Solr is a Searching platform, that is built upon Lucene and is supported by the Apache Software Foundation.
Used mainly for providing blazing fast searches by indexing the content that requires searching.
By implementation, the structure of the Solr is highly modular, and its functionality can be further increased by adding Solr Plugins.
We used a similar plugin for our problem, in which we had to identify a person name(This is where NER comes in) in PDF documents.
What is NER?
Named Entity Recognition(NER) labels sequences of words in a text which are the names of things, such as person and company names, or gene and protein names. In our particular case, we were interested in finding only the person names in a given text.
So we were looking around for some of the NER implementations that had already been created.
And we discovered that The Stanford Natural Language Processing Group has developed a JAVA based library for NLP including a Named Entity Recognizer.
Our Approach :
We had clarity now of what all was required now to solve our problem, which was the following:-
-The Stanford NER library.
-A way to get the text out the PDFs.
-A Solr Plugin that would allow us to process our NER request and give us the Person names from the text.
The Stanford NER library is available freely, which you can download from here :
You can play around with this, and get to know what all it can do.
Getting text from the PDF seemed pretty straightforward as well.

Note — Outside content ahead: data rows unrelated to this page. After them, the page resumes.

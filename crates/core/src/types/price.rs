//! Type-safe price representation using decimal arithmetic.
//!
//! Prices reach the cart as the strings printed on product cards, in the shop's
//! locale (`"12,50€"`). [`PriceTag`] keeps that string for display and the
//! parsed [`Price`] for arithmetic, so totals never see an unparsed value.

use core::fmt;
use std::str::FromStr;

use rust_decimal::{Decimal, RoundingStrategy};
use serde::{Deserialize, Serialize};

/// Number of decimal places shown for money amounts.
pub const MONEY_DECIMAL_PLACES: u32 = 2;

/// Unit prices must be below this amount (1,000,000).
///
/// With [`MAX_LINE_QUANTITY`](super::cart::MAX_LINE_QUANTITY) this keeps every
/// cart total far inside the range of [`Decimal`].
pub const MAX_UNIT_PRICE: Decimal = Decimal::from_parts(1_000_000, 0, 0, false, 0);

/// The only currency the shop sells in.
pub const SHOP_CURRENCY: CurrencyCode = CurrencyCode::EUR;

/// Errors that can occur when parsing a displayed price.
#[derive(thiserror::Error, Debug, Clone, PartialEq, Eq)]
pub enum PriceError {
    /// The input string is empty.
    #[error("price cannot be empty")]
    Empty,
    /// The input is not a decimal number once the currency symbol is removed.
    #[error("price {0:?} is not a valid amount")]
    Invalid(String),
    /// The amount is below zero.
    #[error("price {0:?} cannot be negative")]
    Negative(String),
    /// The amount is at or above [`MAX_UNIT_PRICE`].
    #[error("price {0:?} is out of range")]
    OutOfRange(String),
    /// The price is in a currency other than [`SHOP_CURRENCY`].
    #[error("price {price:?} is in {currency:?}, only EUR is accepted")]
    UnsupportedCurrency {
        /// The price as displayed.
        price: String,
        /// The currency its symbol denotes.
        currency: CurrencyCode,
    },
}

/// A price with currency information.
#[derive(Debug, Clone, Copy, PartialEq, Eq, Serialize, Deserialize)]
pub struct Price {
    /// Amount in the currency's standard unit (e.g., euros, not cents).
    pub amount: Decimal,
    /// ISO 4217 currency code.
    pub currency_code: CurrencyCode,
}

impl Price {
    /// Create a new price.
    #[must_use]
    pub const fn new(amount: Decimal, currency_code: CurrencyCode) -> Self {
        Self {
            amount,
            currency_code,
        }
    }

    /// Create a price in the shop currency.
    #[must_use]
    pub const fn eur(amount: Decimal) -> Self {
        Self::new(amount, CurrencyCode::EUR)
    }

    /// Parse a price as printed on a product card.
    ///
    /// The `€` symbol (leading or trailing) and surrounding whitespace are
    /// stripped and a decimal comma is normalized to a dot. A price without a
    /// symbol is read as euros. Thousands separators are not accepted:
    /// `"1.234,50€"` is rejected rather than read as a different amount.
    ///
    /// # Errors
    ///
    /// Returns an error if the price carries another currency's symbol, or if
    /// the remaining text is empty, not a decimal number, negative, or not
    /// below [`MAX_UNIT_PRICE`].
    pub fn parse_display(s: &str) -> Result<Self, PriceError> {
        let trimmed = s.trim();
        if trimmed.is_empty() {
            return Err(PriceError::Empty);
        }

        let currency_code = CurrencyCode::detect(trimmed).unwrap_or(SHOP_CURRENCY);
        if currency_code != SHOP_CURRENCY {
            return Err(PriceError::UnsupportedCurrency {
                price: s.to_owned(),
                currency: currency_code,
            });
        }
        let number = trimmed
            .trim_start_matches(currency_code.symbol())
            .trim_end_matches(currency_code.symbol())
            .trim()
            .replace(',', ".");

        if number.is_empty() {
            return Err(PriceError::Empty);
        }

        let amount =
            Decimal::from_str(&number).map_err(|_| PriceError::Invalid(s.to_owned()))?;
        if amount.is_sign_negative() && !amount.is_zero() {
            return Err(PriceError::Negative(s.to_owned()));
        }
        if amount >= MAX_UNIT_PRICE {
            return Err(PriceError::OutOfRange(s.to_owned()));
        }

        Ok(Self::new(amount, currency_code))
    }

    /// Multiply by a quantity, keeping the currency. Saturates at
    /// [`Decimal::MAX`].
    #[must_use]
    pub fn times(self, quantity: u32) -> Self {
        Self::new(
            self.amount.saturating_mul(Decimal::from(quantity)),
            self.currency_code,
        )
    }

    /// Format for display (e.g., `"24.99€"`, `"$19.99"`).
    #[must_use]
    pub fn display(&self) -> String {
        let amount = round_money(self.amount);
        if self.currency_code.symbol_after_amount() {
            format!("{amount:.2}{}", self.currency_code.symbol())
        } else {
            format!("{}{amount:.2}", self.currency_code.symbol())
        }
    }
}

impl fmt::Display for Price {
    fn fmt(&self, f: &mut fmt::Formatter<'_>) -> fmt::Result {
        f.write_str(&self.display())
    }
}

/// Round a money amount to two decimal places, halves away from zero.
#[must_use]
pub fn round_money(amount: Decimal) -> Decimal {
    amount.round_dp_with_strategy(MONEY_DECIMAL_PLACES, RoundingStrategy::MidpointAwayFromZero)
}

/// ISO 4217 currency codes whose symbols are recognized on price strings.
///
/// Only [`SHOP_CURRENCY`] is accepted into a cart; the others are recognized
/// so a foreign price is rejected instead of misread.
#[derive(Debug, Clone, Copy, PartialEq, Eq, Hash, Serialize, Deserialize, Default)]
pub enum CurrencyCode {
    #[default]
    EUR,
    USD,
    GBP,
}

impl CurrencyCode {
    const ALL: [Self; 3] = [Self::EUR, Self::USD, Self::GBP];

    /// The printed currency symbol.
    #[must_use]
    pub const fn symbol(self) -> &'static str {
        match self {
            Self::EUR => "€",
            Self::USD => "$",
            Self::GBP => "£",
        }
    }

    /// Whether the symbol is printed after the amount (`"4.99€"`).
    #[must_use]
    pub const fn symbol_after_amount(self) -> bool {
        matches!(self, Self::EUR)
    }

    fn detect(s: &str) -> Option<Self> {
        Self::ALL.into_iter().find(|code| s.contains(code.symbol()))
    }
}

/// A displayed price string together with its parsed value.
///
/// Serializes as the display string so the stored cart keeps exactly what the
/// product card showed; deserializing re-parses it.
///
/// ```
/// use petshop_core::PriceTag;
///
/// let tag = PriceTag::parse("24,99€").unwrap();
/// assert_eq!(tag.as_str(), "24,99€");
/// assert_eq!(tag.price().display(), "24.99€");
/// ```
#[derive(Debug, Clone, PartialEq, Eq, Serialize, Deserialize)]
#[serde(try_from = "String", into = "String")]
pub struct PriceTag {
    display: String,
    price: Price,
}

impl PriceTag {
    /// Parse a displayed price string.
    ///
    /// # Errors
    ///
    /// See [`Price::parse_display`].
    pub fn parse(display: &str) -> Result<Self, PriceError> {
        let price = Price::parse_display(display)?;
        Ok(Self {
            display: display.trim().to_owned(),
            price,
        })
    }

    /// The string as it was displayed.
    #[must_use]
    pub fn as_str(&self) -> &str {
        &self.display
    }

    /// The parsed price.
    #[must_use]
    pub const fn price(&self) -> Price {
        self.price
    }

    /// The parsed amount.
    #[must_use]
    pub const fn amount(&self) -> Decimal {
        self.price.amount
    }
}

impl fmt::Display for PriceTag {
    fn fmt(&self, f: &mut fmt::Formatter<'_>) -> fmt::Result {
        f.write_str(&self.display)
    }
}

impl TryFrom<String> for PriceTag {
    type Error = PriceError;

    fn try_from(value: String) -> Result<Self, Self::Error> {
        Self::parse(&value)
    }
}

impl From<PriceTag> for String {
    fn from(tag: PriceTag) -> Self {
        tag.display
    }
}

Another software(also Provided by Apache Foundation), TIKA does exactly the same job that we were looking for. We simply feed our PDFs to TIKA and it returns to us the Text Content from the PDFs.
Now we needed the Solr plugin to do the Name Recognition, to make one we headed over to this article.
This will give you a pretty neat idea of what you need to do to create a Solr Plugin.
And they even had their own implementation of NER already built for integration with Solr.
This can be found here :
We used their wisdom to build a similar plugin for us, that would give out the person names from the text document.
The Search box package used Maven, so it handled all the dependencies for us. We built the source and placed the generated JAR file in the bin folder of the required Solr-Collection, and updated the Solr config file to enable NER with Solr(This part is mentioned in the article).
So this is how we achieved NER using Solr and solved our problem of finding person names in a document.